[Opening Extracted records section]

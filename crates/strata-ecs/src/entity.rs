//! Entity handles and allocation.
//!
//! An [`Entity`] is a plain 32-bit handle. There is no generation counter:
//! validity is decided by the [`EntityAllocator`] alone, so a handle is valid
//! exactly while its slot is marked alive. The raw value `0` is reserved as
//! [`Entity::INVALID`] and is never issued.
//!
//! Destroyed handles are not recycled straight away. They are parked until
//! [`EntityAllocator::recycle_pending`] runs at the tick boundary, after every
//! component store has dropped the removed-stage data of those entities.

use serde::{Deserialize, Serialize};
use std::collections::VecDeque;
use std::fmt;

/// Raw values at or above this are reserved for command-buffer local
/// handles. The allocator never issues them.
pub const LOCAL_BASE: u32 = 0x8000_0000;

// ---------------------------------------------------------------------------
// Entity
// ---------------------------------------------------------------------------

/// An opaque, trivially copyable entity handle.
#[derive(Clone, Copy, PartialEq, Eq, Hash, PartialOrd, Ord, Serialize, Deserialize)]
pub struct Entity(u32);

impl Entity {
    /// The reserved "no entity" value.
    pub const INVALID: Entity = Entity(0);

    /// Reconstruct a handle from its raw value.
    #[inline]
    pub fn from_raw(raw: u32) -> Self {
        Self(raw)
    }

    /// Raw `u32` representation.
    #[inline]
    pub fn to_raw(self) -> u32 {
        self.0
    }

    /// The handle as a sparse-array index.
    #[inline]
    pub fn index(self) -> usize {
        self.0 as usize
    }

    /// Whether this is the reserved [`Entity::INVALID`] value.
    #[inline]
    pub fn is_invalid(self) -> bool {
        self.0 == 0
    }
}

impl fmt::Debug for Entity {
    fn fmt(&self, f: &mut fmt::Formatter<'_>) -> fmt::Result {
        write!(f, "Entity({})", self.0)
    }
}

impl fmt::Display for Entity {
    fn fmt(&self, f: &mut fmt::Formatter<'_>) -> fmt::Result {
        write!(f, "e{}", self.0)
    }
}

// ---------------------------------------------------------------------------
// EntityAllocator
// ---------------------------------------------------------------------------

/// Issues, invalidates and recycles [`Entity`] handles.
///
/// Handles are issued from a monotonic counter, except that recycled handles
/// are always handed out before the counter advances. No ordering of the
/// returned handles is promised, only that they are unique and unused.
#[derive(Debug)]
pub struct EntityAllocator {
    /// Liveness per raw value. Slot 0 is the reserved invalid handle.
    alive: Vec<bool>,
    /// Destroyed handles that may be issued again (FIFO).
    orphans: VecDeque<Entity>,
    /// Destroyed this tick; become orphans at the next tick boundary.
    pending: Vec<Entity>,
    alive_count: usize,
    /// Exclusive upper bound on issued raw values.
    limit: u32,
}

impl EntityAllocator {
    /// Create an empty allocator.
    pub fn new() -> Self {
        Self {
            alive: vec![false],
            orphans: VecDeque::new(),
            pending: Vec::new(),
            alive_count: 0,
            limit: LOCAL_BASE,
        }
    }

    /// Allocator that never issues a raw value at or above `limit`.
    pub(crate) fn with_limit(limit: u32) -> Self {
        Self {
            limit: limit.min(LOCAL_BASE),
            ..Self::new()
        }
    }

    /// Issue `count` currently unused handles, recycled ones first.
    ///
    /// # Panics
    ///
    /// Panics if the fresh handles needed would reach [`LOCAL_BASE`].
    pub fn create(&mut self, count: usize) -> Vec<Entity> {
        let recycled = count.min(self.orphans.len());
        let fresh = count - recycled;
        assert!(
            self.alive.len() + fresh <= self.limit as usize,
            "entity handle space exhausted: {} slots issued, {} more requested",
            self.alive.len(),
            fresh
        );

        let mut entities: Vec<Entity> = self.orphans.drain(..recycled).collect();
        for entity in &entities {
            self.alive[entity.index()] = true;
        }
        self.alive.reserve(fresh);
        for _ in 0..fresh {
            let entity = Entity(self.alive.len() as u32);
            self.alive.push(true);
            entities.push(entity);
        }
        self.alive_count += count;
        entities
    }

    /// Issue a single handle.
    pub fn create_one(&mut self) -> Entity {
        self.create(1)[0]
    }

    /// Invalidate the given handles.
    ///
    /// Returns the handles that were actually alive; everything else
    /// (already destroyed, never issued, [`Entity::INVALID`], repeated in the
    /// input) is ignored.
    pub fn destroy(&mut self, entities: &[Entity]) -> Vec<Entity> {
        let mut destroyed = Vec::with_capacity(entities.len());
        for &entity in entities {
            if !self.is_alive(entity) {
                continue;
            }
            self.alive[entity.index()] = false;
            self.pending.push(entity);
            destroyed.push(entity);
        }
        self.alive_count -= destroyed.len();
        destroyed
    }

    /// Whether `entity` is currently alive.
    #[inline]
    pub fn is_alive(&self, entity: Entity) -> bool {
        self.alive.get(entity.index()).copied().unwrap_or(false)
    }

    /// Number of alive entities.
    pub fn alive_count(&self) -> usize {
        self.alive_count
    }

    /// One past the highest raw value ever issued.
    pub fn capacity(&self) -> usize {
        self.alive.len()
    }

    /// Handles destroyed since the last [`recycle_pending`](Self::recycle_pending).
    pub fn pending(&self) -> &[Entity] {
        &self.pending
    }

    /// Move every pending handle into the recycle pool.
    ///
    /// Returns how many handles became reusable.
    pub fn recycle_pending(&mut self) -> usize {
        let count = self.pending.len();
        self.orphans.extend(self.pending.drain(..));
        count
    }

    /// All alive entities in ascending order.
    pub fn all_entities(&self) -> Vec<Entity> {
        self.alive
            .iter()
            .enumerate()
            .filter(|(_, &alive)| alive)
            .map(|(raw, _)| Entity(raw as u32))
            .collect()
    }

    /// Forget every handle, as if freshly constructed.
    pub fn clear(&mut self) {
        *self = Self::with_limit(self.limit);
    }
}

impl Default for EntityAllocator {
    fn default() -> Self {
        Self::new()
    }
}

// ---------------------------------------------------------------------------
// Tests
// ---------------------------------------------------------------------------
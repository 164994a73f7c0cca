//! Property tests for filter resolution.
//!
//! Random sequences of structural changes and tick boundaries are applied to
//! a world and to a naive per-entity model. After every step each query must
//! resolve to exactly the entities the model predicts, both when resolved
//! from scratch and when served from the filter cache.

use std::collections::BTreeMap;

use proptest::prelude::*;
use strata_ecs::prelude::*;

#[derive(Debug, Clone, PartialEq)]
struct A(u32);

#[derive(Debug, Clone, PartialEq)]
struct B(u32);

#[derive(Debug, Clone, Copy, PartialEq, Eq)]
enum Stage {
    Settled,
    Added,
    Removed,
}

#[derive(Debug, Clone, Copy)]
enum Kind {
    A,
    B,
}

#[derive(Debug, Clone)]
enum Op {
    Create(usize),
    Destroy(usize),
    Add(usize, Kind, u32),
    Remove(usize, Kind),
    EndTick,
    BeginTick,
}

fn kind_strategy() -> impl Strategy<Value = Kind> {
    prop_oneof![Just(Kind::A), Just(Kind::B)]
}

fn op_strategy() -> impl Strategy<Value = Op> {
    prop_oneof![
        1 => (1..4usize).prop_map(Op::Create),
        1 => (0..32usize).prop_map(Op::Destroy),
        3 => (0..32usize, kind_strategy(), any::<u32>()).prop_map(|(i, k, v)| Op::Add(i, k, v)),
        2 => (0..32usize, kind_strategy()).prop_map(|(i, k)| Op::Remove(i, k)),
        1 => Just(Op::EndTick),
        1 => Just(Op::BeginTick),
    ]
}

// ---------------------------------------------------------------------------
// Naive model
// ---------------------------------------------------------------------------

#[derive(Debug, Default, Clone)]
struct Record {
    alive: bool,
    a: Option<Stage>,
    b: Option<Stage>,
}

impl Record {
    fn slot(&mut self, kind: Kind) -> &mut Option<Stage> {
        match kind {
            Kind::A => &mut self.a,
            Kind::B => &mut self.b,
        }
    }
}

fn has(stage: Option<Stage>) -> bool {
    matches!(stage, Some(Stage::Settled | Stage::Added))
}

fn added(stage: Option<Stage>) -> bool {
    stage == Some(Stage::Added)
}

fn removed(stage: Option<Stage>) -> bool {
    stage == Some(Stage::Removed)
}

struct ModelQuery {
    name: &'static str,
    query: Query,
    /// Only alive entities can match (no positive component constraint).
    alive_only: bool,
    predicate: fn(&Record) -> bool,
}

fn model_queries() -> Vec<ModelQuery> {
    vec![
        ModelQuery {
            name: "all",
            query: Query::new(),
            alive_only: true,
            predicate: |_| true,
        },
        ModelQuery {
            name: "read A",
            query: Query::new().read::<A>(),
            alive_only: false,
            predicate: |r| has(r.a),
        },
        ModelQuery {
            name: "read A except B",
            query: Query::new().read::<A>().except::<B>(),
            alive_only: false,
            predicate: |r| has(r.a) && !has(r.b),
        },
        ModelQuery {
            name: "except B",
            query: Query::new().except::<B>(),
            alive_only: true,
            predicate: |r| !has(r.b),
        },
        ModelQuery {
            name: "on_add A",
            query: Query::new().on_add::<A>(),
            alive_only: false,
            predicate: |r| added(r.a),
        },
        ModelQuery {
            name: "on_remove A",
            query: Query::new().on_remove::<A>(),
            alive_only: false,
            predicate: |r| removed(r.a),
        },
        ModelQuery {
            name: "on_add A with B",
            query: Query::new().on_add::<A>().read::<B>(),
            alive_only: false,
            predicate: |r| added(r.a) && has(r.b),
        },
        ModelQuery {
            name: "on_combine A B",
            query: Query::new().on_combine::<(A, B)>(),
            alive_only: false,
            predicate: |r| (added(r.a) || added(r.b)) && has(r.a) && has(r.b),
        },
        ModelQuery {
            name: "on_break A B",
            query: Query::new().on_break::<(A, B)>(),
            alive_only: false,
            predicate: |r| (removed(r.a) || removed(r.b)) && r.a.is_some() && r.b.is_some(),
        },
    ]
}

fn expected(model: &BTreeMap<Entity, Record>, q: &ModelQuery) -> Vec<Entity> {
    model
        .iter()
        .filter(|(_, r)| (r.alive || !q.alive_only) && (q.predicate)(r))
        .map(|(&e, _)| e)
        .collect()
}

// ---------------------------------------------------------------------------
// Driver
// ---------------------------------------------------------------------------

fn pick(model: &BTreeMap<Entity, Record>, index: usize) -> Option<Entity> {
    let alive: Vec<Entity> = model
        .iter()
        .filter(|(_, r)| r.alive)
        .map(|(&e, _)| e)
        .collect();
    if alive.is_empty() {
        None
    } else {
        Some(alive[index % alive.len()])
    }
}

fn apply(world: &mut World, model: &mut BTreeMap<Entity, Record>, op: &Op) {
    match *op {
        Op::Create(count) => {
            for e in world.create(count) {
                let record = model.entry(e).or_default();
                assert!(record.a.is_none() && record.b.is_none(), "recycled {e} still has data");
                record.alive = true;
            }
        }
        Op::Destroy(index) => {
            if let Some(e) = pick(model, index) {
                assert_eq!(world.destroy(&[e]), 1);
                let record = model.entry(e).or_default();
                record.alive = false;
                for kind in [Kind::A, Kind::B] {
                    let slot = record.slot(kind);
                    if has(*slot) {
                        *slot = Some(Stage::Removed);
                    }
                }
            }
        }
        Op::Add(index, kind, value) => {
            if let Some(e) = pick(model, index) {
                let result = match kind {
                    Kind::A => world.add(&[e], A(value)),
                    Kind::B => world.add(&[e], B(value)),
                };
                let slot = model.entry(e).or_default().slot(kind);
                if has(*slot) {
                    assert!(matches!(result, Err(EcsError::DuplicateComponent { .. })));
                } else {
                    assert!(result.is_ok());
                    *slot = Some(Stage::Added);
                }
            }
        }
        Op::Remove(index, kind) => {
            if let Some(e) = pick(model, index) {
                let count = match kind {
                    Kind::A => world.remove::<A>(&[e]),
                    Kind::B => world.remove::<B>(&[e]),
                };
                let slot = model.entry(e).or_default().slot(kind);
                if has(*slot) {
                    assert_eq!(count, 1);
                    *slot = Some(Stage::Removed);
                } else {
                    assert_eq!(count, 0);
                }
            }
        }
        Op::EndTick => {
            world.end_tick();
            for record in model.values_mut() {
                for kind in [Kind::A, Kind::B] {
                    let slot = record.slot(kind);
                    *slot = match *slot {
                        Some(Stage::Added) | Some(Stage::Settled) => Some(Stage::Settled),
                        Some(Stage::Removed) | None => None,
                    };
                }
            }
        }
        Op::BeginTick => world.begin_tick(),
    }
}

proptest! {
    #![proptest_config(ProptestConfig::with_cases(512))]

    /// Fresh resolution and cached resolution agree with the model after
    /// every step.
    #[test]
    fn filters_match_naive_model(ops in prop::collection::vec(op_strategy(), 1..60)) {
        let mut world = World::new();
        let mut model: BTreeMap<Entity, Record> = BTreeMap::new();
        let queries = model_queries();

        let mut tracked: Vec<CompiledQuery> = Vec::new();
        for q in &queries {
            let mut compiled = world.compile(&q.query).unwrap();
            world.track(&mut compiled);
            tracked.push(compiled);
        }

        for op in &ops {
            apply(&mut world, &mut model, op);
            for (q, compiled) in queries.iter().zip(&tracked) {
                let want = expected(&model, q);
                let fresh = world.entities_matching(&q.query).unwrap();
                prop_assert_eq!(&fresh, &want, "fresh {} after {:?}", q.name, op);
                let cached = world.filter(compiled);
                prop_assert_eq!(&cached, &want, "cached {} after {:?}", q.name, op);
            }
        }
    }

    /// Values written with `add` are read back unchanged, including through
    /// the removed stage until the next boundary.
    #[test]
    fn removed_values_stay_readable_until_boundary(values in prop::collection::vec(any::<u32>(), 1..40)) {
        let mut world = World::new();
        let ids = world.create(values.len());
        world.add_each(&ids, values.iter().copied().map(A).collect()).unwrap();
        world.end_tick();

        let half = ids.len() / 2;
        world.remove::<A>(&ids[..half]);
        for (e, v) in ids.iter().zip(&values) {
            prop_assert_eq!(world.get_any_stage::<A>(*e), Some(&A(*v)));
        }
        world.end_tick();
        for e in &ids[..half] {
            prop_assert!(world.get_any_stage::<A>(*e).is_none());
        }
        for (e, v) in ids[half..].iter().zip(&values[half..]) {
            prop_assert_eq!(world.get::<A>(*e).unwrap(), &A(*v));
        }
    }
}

[Closing Extracted records section]

What to work on ▸ Here the job is to transcribe the lines from the first line of the data through the line containing "handle is valid", inclusive, exactly and with nothing else.

Task result ▸
filename crates/strata-ecs/src/entity.rs
//! Entity handles and allocation.
//!
//! An [`Entity`] is a plain 32-bit handle. There is no generation counter:
//! validity is decided by the [`EntityAllocator`] alone, so a handle is valid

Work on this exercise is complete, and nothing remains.